** Opening GIVEN DATA block **

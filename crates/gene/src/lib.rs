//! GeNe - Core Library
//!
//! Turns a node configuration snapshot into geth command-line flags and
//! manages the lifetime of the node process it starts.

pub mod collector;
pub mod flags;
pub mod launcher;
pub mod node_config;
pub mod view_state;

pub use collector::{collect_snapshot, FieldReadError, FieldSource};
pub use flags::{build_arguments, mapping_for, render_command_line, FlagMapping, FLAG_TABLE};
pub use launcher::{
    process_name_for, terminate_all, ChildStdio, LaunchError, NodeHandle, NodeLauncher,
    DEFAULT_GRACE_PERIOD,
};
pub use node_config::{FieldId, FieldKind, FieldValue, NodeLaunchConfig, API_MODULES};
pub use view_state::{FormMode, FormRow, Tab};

** Closing GIVEN DATA block **

• PROBLEM TO SOLVE:
Output the records in full. Match them exactly.

• EXERCISE OUTPUT:
filename crates/gene/src/lib.rs
//! GeNe - Core Library
//!
//! Turns a node configuration snapshot into geth command-line flags and
//! manages the lifetime of the node process it starts.

pub mod collector;
pub mod flags;
pub mod launcher;
pub mod node_config;
pub mod view_state;

pub use collector::{collect_snapshot, FieldReadError, FieldSource};
pub use flags::{build_arguments, mapping_for, render_command_line, FlagMapping, FLAG_TABLE};
pub use launcher::{
    process_name_for, terminate_all, ChildStdio, LaunchError, NodeHandle, NodeLauncher,
    DEFAULT_GRACE_PERIOD,
};
pub use node_config::{FieldId, FieldKind, FieldValue, NodeLaunchConfig, API_MODULES};
pub use view_state::{FormMode, FormRow, Tab};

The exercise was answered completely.